From f09628576905cd3eabbc5d3827aa3ebca2fabdd8 Mon Sep 17 00:00:00 2001
From: Ralf Haferkamp <r.haferkamp@opencloud.eu>
Date: Tue, 30 Sep 2025 14:28:48 +0200
Subject: [PATCH] feat(groups): Only allow the "null" driver for multi-tenant
 setups

---
 .woodpecker.star                           | 1 +
 services/groups/pkg/config/parser/parse.go | 4 ++++
 2 files changed, 5 insertions(+)

diff --git a/.woodpecker.star b/.woodpecker.star
index d3cb7e5fe..56e3616be 100644
--- a/.woodpecker.star
+++ b/.woodpecker.star
@@ -334,6 +334,7 @@ config = {
                 "GRAPH_LDAP_SERVER_UUID": True,
                 "GRAPH_LDAP_GROUP_CREATE_BASE_DN": "ou=custom,ou=groups,dc=opencloud,dc=eu",
                 "GRAPH_LDAP_REFINT_ENABLED": True,
+                "GROUPS_DRIVER": "null",
                 "FRONTEND_READONLY_USER_ATTRIBUTES": "user.onPremisesSamAccountName,user.displayName,user.mail,user.passwordProfile,user.accountEnabled,user.appRoleAssignments",
                 "OC_LDAP_SERVER_WRITE_ENABLED": False,
                 "OC_EXCLUDE_RUN_SERVICES": "idm",
diff --git a/services/groups/pkg/config/parser/parse.go b/services/groups/pkg/config/parser/parse.go
index 94dd50d23..493ca6bf2 100644
--- a/services/groups/pkg/config/parser/parse.go
+++ b/services/groups/pkg/config/parser/parse.go
@@ -2,6 +2,7 @@ package parser
 
 import (
 	"errors"
+	"fmt"
 
 	occfg "github.com/opencloud-eu/opencloud/pkg/config"

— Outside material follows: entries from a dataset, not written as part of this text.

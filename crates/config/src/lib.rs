//! Configuration loading for shelf.
//!
//! Settings are layered, later layers winning:
//! 1. built-in defaults,
//! 2. a configuration file (TOML, YAML or JSON, picked by extension),
//! 3. environment variables prefixed with `SHELF_`, using `__` to separate
//!    nested keys (`SHELF_CIRCULATION__LOAN_PERIOD_DAYS=14`).
//!
//! A missing configuration file is not an error; an unreadable or malformed
//! one is.

pub mod error;

use crate::error::{ErrorKind, Result};
use directories::ProjectDirs;
use exn::{OptionExt, ResultExt};
use figment::Figment;
use figment::providers::{Env, Format, Json, Serialized, Toml, Yaml};
use serde::{Deserialize, Serialize};
use shelf_circulation::{CirculationPolicy, NumericIdTieBreak, SourcePolicy};
use std::collections::BTreeMap;
use std::path::{Path, PathBuf};
use time::Duration;
use tracing::debug;

const ENV_PREFIX: &str = "SHELF_";
const CONFIG_FILE: &str = "config.toml";
const DATABASE_FILE: &str = "shelf.sqlite";

#[derive(Debug, Clone, Default, PartialEq, Eq, Serialize, Deserialize)]
#[serde(default)]
pub struct Config {
    pub circulation: CirculationConfig,
    pub sources: SourcesConfig,
    pub cache: CacheConfig,
}

/// Loan and reservation lengths used when a source doesn't report them.
#[derive(Debug, Clone, Default, PartialEq, Eq, Serialize, Deserialize)]
#[serde(default)]
pub struct CirculationConfig {
    pub loan_period_days: Option<u32>,
    pub reservation_period_days: Option<u32>,
}

#[derive(Debug, Clone, PartialEq, Eq, Serialize, Deserialize)]
#[serde(default)]
pub struct SourcesConfig {
    /// Source name to priority; unlisted sources rank at zero.
    pub priorities: BTreeMap<String, i32>,
    /// A source numbering its titles in publication order. Between two of
    /// its copies, the higher number wins.
    pub numeric_id_source: Option<String>,
}
impl Default for SourcesConfig {
    fn default() -> Self {
        Self {
            priorities: BTreeMap::new(),
            numeric_id_source: Some("Gutenberg".to_string()),
        }
    }
}

#[derive(Debug, Clone, Default, PartialEq, Eq, Serialize, Deserialize)]
#[serde(default)]
pub struct CacheConfig {
    /// Defaults to `shelf.sqlite` in the platform's data directory.
    pub database: Option<PathBuf>,
}

impl Config {
    /// Loads configuration from the default file location.
    pub fn load() -> Result<Self> {
        let path = default_config_path()?;
        Self::load_from(&path)
    }

    /// Loads configuration from the given file, which doesn't have to exist.
    pub fn load_from(path: &Path) -> Result<Self> {
        Self::layered(path, Env::prefixed(ENV_PREFIX))
    }

    fn layered(path: &Path, env: Env) -> Result<Self> {
        debug!(path = %path.display(), "loading configuration");
        let figment = Figment::from(Serialized::defaults(Config::default()));
        let figment = match path.extension().and_then(|extension| extension.to_str()) {
            Some("toml") => figment.merge(Toml::file(path)),
            Some("yaml" | "yml") => figment.merge(Yaml::file(path)),
            Some("json") => figment.merge(Json::file(path)),
            _ => exn::bail!(ErrorKind::UnsupportedFormat(path.to_path_buf())),
        };
        let config: Self = figment
            .merge(env.split("__"))
            .extract()
            .or_raise(|| ErrorKind::Invalid)?;
        config.validate()?;
        Ok(config)
    }

    fn validate(&self) -> Result<()> {
        if self.circulation.loan_period_days == Some(0) {
            exn::bail!(ErrorKind::InvalidValue("circulation.loan_period_days"));
        }
        if self.sources.numeric_id_source.as_deref().is_some_and(str::is_empty) {
            exn::bail!(ErrorKind::InvalidValue("sources.numeric_id_source"));
        }
        Ok(())
    }

    pub fn circulation_policy(&self) -> CirculationPolicy {
        let days = |days: Option<u32>| days.map(|days| Duration::days(i64::from(days)));
        CirculationPolicy::new(
            days(self.circulation.loan_period_days),
            days(self.circulation.reservation_period_days),
        )
    }

    pub fn source_policy(&self) -> SourcePolicy {
        let priorities = self.sources.priorities.clone().into_iter().collect();
        let policy = SourcePolicy::new(priorities);
        match &self.sources.numeric_id_source {
            Some(source) => policy.with_tie_break(NumericIdTieBreak::new(source)),
            None => policy,
        }
    }

    /// The configured database path, or the default one.
    pub fn database_path(&self) -> Result<PathBuf> {
        match &self.cache.database {
            Some(path) => Ok(path.clone()),
            None => Ok(project_dirs()?.data_dir().join(DATABASE_FILE)),
        }
    }
}

fn project_dirs() -> Result<ProjectDirs> {
    ProjectDirs::from("", "", "shelf").ok_or_raise(|| ErrorKind::NoConfigDir)
}

pub fn default_config_path() -> Result<PathBuf> {
    Ok(project_dirs()?.config_dir().join(CONFIG_FILE))
}

#[cfg(test)]
mod tests {
    use super::*;
    use figment::Jail;
    use rstest::rstest;
    use std::fs;
    use std::ops::Deref;
    use tempfile::TempDir;

    fn write(dir: &TempDir, name: &str, contents: &str) -> PathBuf {
        let path = dir.path().join(name);
        fs::write(&path, contents).unwrap();
        path
    }

    #[test]
    fn missing_file_gives_defaults() {
        let dir = TempDir::new().unwrap();
        let config = Config::load_from(&dir.path().join("config.toml")).unwrap();
        assert_eq!(config, Config::default());
        assert_eq!(config.circulation_policy(), CirculationPolicy::default());
    }

    #[rstest]
    #[case::toml(
        "config.toml",
        "[circulation]\nloan_period_days = 21\n\n[sources.priorities]\n\"Standard Ebooks\" = 10\n"
    )]
    #[case::yaml(
        "config.yaml",
        "circulation:\n  loan_period_days: 21\nsources:\n  priorities:\n    Standard Ebooks: 10\n"
    )]
    #[case::json(
        "config.json",
        r#"{"circulation": {"loan_period_days": 21}, "sources": {"priorities": {"Standard Ebooks": 10}}}"#
    )]
    fn reads_every_format(#[case] name: &str, #[case] contents: &str) {
        let dir = TempDir::new().unwrap();
        let config = Config::load_from(&write(&dir, name, contents)).unwrap();
        assert_eq!(config.circulation.loan_period_days, Some(21));
        assert_eq!(config.circulation.reservation_period_days, None);
        assert_eq!(config.sources.priorities.get("Standard Ebooks"), Some(&10));
        // Unset sections keep their defaults.
        assert_eq!(config.sources.numeric_id_source.as_deref(), Some("Gutenberg"));

        let policy = config.source_policy();
        assert_eq!(policy.priority("Standard Ebooks"), 10);
        assert_eq!(policy.priority("Overdrive"), 0);
    }

    #[test]
    fn unknown_extension_is_rejected() {
        let dir = TempDir::new().unwrap();
        let err = Config::load_from(&write(&dir, "config.ini", "")).unwrap_err();
        assert!(matches!(err.deref(), ErrorKind::UnsupportedFormat(_)));
    }

    #[rstest]
    #[case::malformed("config.toml", "[circulation\n")]
    #[case::wrong_type("config.toml", "[circulation]\nloan_period_days = \"two weeks\"\n")]
    fn bad_files_are_invalid(#[case] name: &str, #[case] contents: &str) {
        let dir = TempDir::new().unwrap();
        let err = Config::load_from(&write(&dir, name, contents)).unwrap_err();
        assert!(matches!(err.deref(), ErrorKind::Invalid));
    }

    #[rstest]
    #[case::zero_loan_period("[circulation]\nloan_period_days = 0\n", "circulation.loan_period_days")]
    #[case::empty_source("[sources]\nnumeric_id_source = \"\"\n", "sources.numeric_id_source")]
    fn values_are_validated(#[case] contents: &str, #[case] field: &str) {
        let dir = TempDir::new().unwrap();
        let err = Config::load_from(&write(&dir, "config.toml", contents)).unwrap_err();
        assert!(matches!(err.deref(), ErrorKind::InvalidValue(name) if *name == field));
    }

    #[test]
    fn periods_become_durations() {
        let config = Config {
            circulation: CirculationConfig {
                loan_period_days: Some(14),
                reservation_period_days: Some(3),
            },
            ..Config::default()
        };
        assert_eq!(
            config.circulation_policy(),
            CirculationPolicy::new(Some(Duration::days(14)), Some(Duration::days(3)))
        );
    }

    #[test]
    fn environment_overrides_the_file() {
        Jail::expect_with(|jail| {
            jail.create_file("config.toml", "[circulation]\nloan_period_days = 21\nreservation_period_days = 3\n")?;
            // A prefix of its own keeps this away from tests running alongside.
            jail.set_env("SHELF_JAIL_CIRCULATION__LOAN_PERIOD_DAYS", "7");
            jail.set_env("SHELF_JAIL_CACHE__DATABASE", "/var/lib/shelf/catalog.sqlite");
            let path = jail.directory().join("config.toml");
            let config = Config::layered(&path, Env::prefixed("SHELF_JAIL_")).unwrap();
            assert_eq!(config.circulation.loan_period_days, Some(7));
            assert_eq!(config.circulation.reservation_period_days, Some(3));
            assert_eq!(config.database_path().unwrap(), PathBuf::from("/var/lib/shelf/catalog.sqlite"));
            Ok(())
        });
    }
}
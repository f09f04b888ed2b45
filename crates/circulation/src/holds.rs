//! Hold queue estimates.

use crate::error::{ErrorKind, Result};
use exn::OptionExt;
use shelf_catalog::Catalog;
use shelf_catalog::models::{HoldId, PoolId};
use time::{Duration, UtcDateTime};

/// How long loans and reservations last when the source doesn't say.
#[derive(Debug, Clone, Copy, Default, PartialEq, Eq)]
pub struct CirculationPolicy {
    pub loan_period: Option<Duration>,
    /// How long a copy is held for a patron once it comes free
    pub reservation_period: Option<Duration>,
}
impl CirculationPolicy {
    pub fn new(loan_period: Option<Duration>, reservation_period: Option<Duration>) -> Self {
        Self {
            loan_period,
            reservation_period,
        }
    }
}

/// Estimates when a hold will turn into a loan.
///
/// An end date the source gave us, if still ahead, wins. Otherwise the
/// estimate assumes every patron ahead in the queue keeps their copy for a
/// full loan period, `lendable` copies at a time.
pub fn estimate_until(
    catalog: &Catalog,
    hold: HoldId,
    policy: &CirculationPolicy,
    now: UtcDateTime,
) -> Result<Option<UtcDateTime>> {
    let hold = catalog.hold(hold).ok_or_raise(|| ErrorKind::Catalog)?;
    if let Some(end) = hold.end
        && end > now
    {
        return Ok(Some(end));
    }
    let pool = catalog.pool(hold.pool()).ok_or_raise(|| ErrorKind::Catalog)?;
    let position = hold.position.unwrap_or(pool.availability.hold_queue);
    let lendable = lendable_copies(catalog, pool.id(), now);
    Ok(calculate_until(position, lendable, policy, now))
}

/// `now + reservation + ceil(position / lendable) × loan`, or `None` when that
/// lies beyond the representable range.
pub fn calculate_until(
    position: u32,
    lendable: u32,
    policy: &CirculationPolicy,
    now: UtcDateTime,
) -> Option<UtcDateTime> {
    let (Some(loan), Some(reservation)) = (policy.loan_period, policy.reservation_period) else {
        return None;
    };
    if lendable == 0 {
        return None;
    }
    let ready = now.checked_add(reservation)?;
    if position == 0 {
        return Some(ready);
    }
    let cycles = i32::try_from(position.div_ceil(lendable)).ok()?;
    ready.checked_add(loan.checked_mul(cycles)?)
}

/// How many loans a pool can have out at once: the summed concurrency of its
/// usable licenses, or its owned count when it doesn't track licenses.
pub fn lendable_copies(catalog: &Catalog, pool: PoolId, now: UtcDateTime) -> u32 {
    let licenses = catalog.licenses_for(pool);
    if licenses.is_empty() {
        return catalog.pool(pool).map(|p| p.availability.owned).unwrap_or_default();
    }
    licenses
        .into_iter()
        .filter(|license| !license.is_expired(now))
        .fold(0u32, |total, license| total.saturating_add(license.concurrency))
}

#[cfg(test)]
mod tests {
    use super::*;
    use rstest::rstest;
    use shelf_catalog::models::{Availability, Hold, Identifier, License, LicensePool, PatronId};

    fn week_and_day() -> CirculationPolicy {
        CirculationPolicy::new(Some(Duration::days(7)), Some(Duration::days(1)))
    }

    #[rstest]
    #[case(20, 4, 1 + 5 * 7)]
    #[case(21, 4, 1 + 6 * 7)]
    #[case(1, 4, 1 + 7)]
    #[case(0, 4, 1)]
    fn position_over_lendable(#[case] position: u32, #[case] lendable: u32, #[case] days: i64) {
        let now = UtcDateTime::now();
        assert_eq!(calculate_until(position, lendable, &week_and_day(), now), Some(now + Duration::days(days)));
    }

    #[rstest]
    #[case::long_queue(200_000, 1, Duration::days(21))]
    #[case::long_loans(2, 1, Duration::MAX)]
    #[case::queue_past_i32(u32::MAX, 1, Duration::days(1))]
    fn far_future_estimates_are_unknown(#[case] position: u32, #[case] lendable: u32, #[case] loan: Duration) {
        let policy = CirculationPolicy::new(Some(loan), Some(Duration::days(3)));
        assert_eq!(calculate_until(position, lendable, &policy, UtcDateTime::now()), None);
    }

    #[test]
    fn nothing_lendable_or_no_policy() {
        let now = UtcDateTime::now();
        assert_eq!(calculate_until(3, 0, &week_and_day(), now), None);
        let no_loan = CirculationPolicy::new(None, Some(Duration::days(1)));
        assert_eq!(calculate_until(3, 2, &no_loan, now), None);
        let no_reservation = CirculationPolicy::new(Some(Duration::days(7)), None);
        assert_eq!(calculate_until(0, 2, &no_reservation, now), None);
    }

    fn pool_with(catalog: &mut Catalog, availability: Availability) -> PoolId {
        let pool = LicensePool::new(Some(Identifier::new("ISBN", "9780486282114")), "Bibliotheca", "main")
            .with_availability(availability);
        catalog.insert_pool(pool).unwrap()
    }

    #[test]
    fn source_end_date_wins_while_ahead() {
        let mut catalog = Catalog::new();
        let now = UtcDateTime::now();
        let pool = pool_with(&mut catalog, Availability::new(1, 0, 0, 3));
        let end = now + Duration::days(2);
        let hold = catalog.insert_hold(Hold::new(pool, PatronId::new(1), now).with_end(Some(end))).unwrap();
        assert_eq!(estimate_until(&catalog, hold, &week_and_day(), now).unwrap(), Some(end));

        // Without a policy the source's date still stands.
        assert_eq!(estimate_until(&catalog, hold, &CirculationPolicy::default(), now).unwrap(), Some(end));

        let passed = now - Duration::days(2);
        catalog.hold_mut(hold).unwrap().end = Some(passed);
        // Unknown position: assume the back of a queue of 3, one copy owned.
        let until = estimate_until(&catalog, hold, &week_and_day(), now).unwrap();
        assert_eq!(until, Some(now + Duration::days(1 + 3 * 7)));
    }

    #[test]
    fn license_concurrency_is_the_lendable_count() {
        let mut catalog = Catalog::new();
        let now = UtcDateTime::now();
        let pool = pool_with(&mut catalog, Availability::new(1, 0, 0, 10));
        catalog.insert_license(License::new(pool, "a", 2)).unwrap();
        catalog.insert_license(License::new(pool, "b", 2)).unwrap();
        catalog.insert_license(License::new(pool, "c", 5).with_checkouts_left(0)).unwrap();
        assert_eq!(lendable_copies(&catalog, pool, now), 4);

        let hold = catalog.insert_hold(Hold::new(pool, PatronId::new(1), now).with_position(Some(20))).unwrap();
        assert_eq!(estimate_until(&catalog, hold, &week_and_day(), now).unwrap(), Some(now + Duration::days(36)));
    }
}
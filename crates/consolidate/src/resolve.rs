//! Finding the work a license pool belongs to.

use crate::error::{ErrorKind, Result};
use crate::session::{Resolution, Session};
use exn::ResultExt;
use shelf_catalog::models::{Identifier, LicensePool, PoolId, WorkId};
use std::collections::BTreeSet;
use tracing::{debug, warn};

impl Session<'_> {
    pub(crate) fn resolve_inner(&mut self, pool: PoolId, allow_missing_title: bool) -> Result<Resolution> {
        let entry = self.pool(pool)?;
        let open_access = entry.is_open_access();
        let Some(identifier) = entry.identifier().cloned() else {
            debug!(%pool, "no identifier, leaving without a work");
            self.detach_inner(pool)?;
            return Ok(Resolution::none());
        };

        let Some(metadata) = self.presentation(pool)? else {
            debug!(%pool, "no metadata, leaving without a work");
            self.detach_inner(pool)?;
            return Ok(Resolution::none());
        };
        if metadata.identifier != identifier {
            exn::bail!(ErrorKind::IdentifierMismatch {
                pool,
                found: metadata.identifier,
            });
        }
        if metadata.title.is_none() && !allow_missing_title {
            debug!(%pool, "no title, leaving without a work");
            self.detach_inner(pool)?;
            return Ok(Resolution::none());
        }
        self.catalog.set_presentation(pool, Some(metadata)).or_raise(|| ErrorKind::Catalog)?;
        let key = self.pool(pool)?.work_key();

        // Open-access pools go wherever the rest of their group is.
        let mut is_new = false;
        let mut grouped = None;
        if open_access && let Some(key) = &key {
            let resolution = self.group_inner(key)?;
            grouped = resolution.work;
            is_new = resolution.is_new;
        }

        // Pools sharing an identifier share a work. If they have drifted
        // apart, start them over.
        let siblings = self.catalog.pools_with_identifier(&identifier);
        let works: BTreeSet<WorkId> = siblings.iter().filter_map(|id| self.catalog.pool(*id)?.work()).collect();
        if works.len() > 1 {
            warn!(%identifier, ?works, "license pools sharing an identifier are on different works, regrouping");
            for &sibling in &siblings {
                if sibling == pool && grouped.is_some() {
                    continue;
                }
                self.detach_inner(sibling)?;
            }
        }
        let consensus = siblings.iter().find_map(|id| self.catalog.pool(*id)?.work());
        let mut target = self.pool(pool)?.work().or(consensus).or(grouped).filter(|work| self.work_exists(*work));

        // Repair the work before joining it.
        if let Some(work) = target {
            match &key {
                Some(key) if open_access => {
                    if !self.intruders(work, key).is_empty() {
                        self.make_exclusive_inner(work, key)?;
                    }
                },
                _ => {
                    if !self.settle_licensed(work, &identifier)? {
                        target = None;
                    }
                },
            }
        }

        let work = match target.filter(|work| self.work_exists(*work)) {
            Some(work) => work,
            None => {
                is_new = true;
                self.create_work()
            },
        };
        let mut moved = false;
        for sibling in self.catalog.pools_with_identifier(&identifier) {
            moved |= self.attach(sibling, work)?;
        }
        self.select_champion_inner(work)?;
        self.recalculate_inner(work, moved || is_new)?;
        Ok(Resolution {
            work: Some(work),
            is_new,
        })
    }

    /// Makes `work` fit for a licensed (or ungroupable) pool with this
    /// identifier. Returns `false` when the pool has to go elsewhere instead.
    ///
    /// A work holding an open-access pool with the same identifier is that
    /// group's work and is joined as it is. Any other open-access group keeps
    /// the work, and the pool moves out. Other licensed pools are moved off
    /// and re-resolved.
    fn settle_licensed(&mut self, work: WorkId, identifier: &Identifier) -> Result<bool> {
        let members = self.members(work);
        let same_identifier = |pool: &LicensePool| pool.identifier() == Some(identifier);
        if members.iter().any(|pool| pool.is_open_access() && same_identifier(pool)) {
            return Ok(true);
        }
        if members.iter().any(|pool| pool.is_open_access()) {
            debug!(%work, %identifier, "work belongs to an open-access group");
            return Ok(false);
        }
        let strangers: Vec<PoolId> = members
            .iter()
            .filter(|pool| !same_identifier(pool))
            .map(|pool| pool.id())
            .collect();
        for stranger in strangers {
            if self.pool(stranger)?.work() == Some(work) {
                debug!(%work, pool = %stranger, "evicting license pool with another identifier");
                self.reresolve(stranger)?;
            }
        }
        Ok(true)
    }
}
//! Circulation Error Types
//!
//! Uses [`exn`] for automatic location tracking and error tree construction.

use derive_more::{Display, Error};

/// A circulation error with automatic location tracking.
pub type Error = exn::Exn<ErrorKind>;
/// Result type alias for circulation operations.
pub type Result<T> = std::result::Result<T, Error>;

/// Classifies the origin of a circulation failure.
///
/// ### Dependency Errors
/// - [`ErrorKind::Catalog`]: the row does not exist, or the catalog refused
///   the write. Nothing was changed.
/// - [`ErrorKind::Sink`]: an [`EventSink`](crate::EventSink) could not record
///   an event. Counter updates never fail because of this.
#[derive(Debug, Display, Error, Clone, PartialEq, Eq)]
pub enum ErrorKind {
    /// A lookup or update via [`shelf_catalog::Catalog`] failed.
    Catalog,
    /// An event sink rejected an event.
    Sink,
    #[display("failed to parse {field}: {value}")]
    ParseError { field: &'static str, value: String },
}

impl ErrorKind {
    /// Returns `true` if retrying might succeed.
    pub fn is_retryable(&self) -> bool {
        matches!(self, Self::Sink)
    }
}
//! Errors raised while reading or writing the stored catalog.

use derive_more::{Display, Error};

/// A cache error with automatic location tracking.
pub type Error = exn::Exn<ErrorKind>;
/// Result type alias for cache operations.
pub type Result<T> = std::result::Result<T, Error>;

#[derive(Debug, Display, Error)]
pub enum ErrorKind {
    #[display("database error")]
    Database,
    #[display("database migration error")]
    Migration,
    /// A stored row could not be turned back into a catalog row (or the
    /// other way round).
    #[display("invalid cache data: {_0}")]
    InvalidData(#[error(not(source))] &'static str),
    /// The stored rows are inconsistent with each other.
    #[display("stored catalog is inconsistent")]
    Catalog,
}

impl ErrorKind {
    /// Returns `true` if retrying might succeed.
    pub fn is_retryable(&self) -> bool {
        matches!(self, Self::Database)
    }
}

 	"github.com/opencloud-eu/opencloud/pkg/shared"
@@ -38,6 +39,9 @@ func Validate(cfg *config.Config) error {
 		return shared.MissingJWTTokenError(cfg.Service.Name)
 	}
 
+	if cfg.Commons.MultiTenantEnabled && cfg.Driver != "null" {
+		return fmt.Errorf("Multi-tenant support is enabled. Only the 'null'-driver is supported by 'groups' service.")
+	}
 	if cfg.Drivers.LDAP.BindPassword == "" && cfg.Driver == "ldap" {
 		return shared.MissingLDAPBindPassword(cfg.Service.Name)
 	}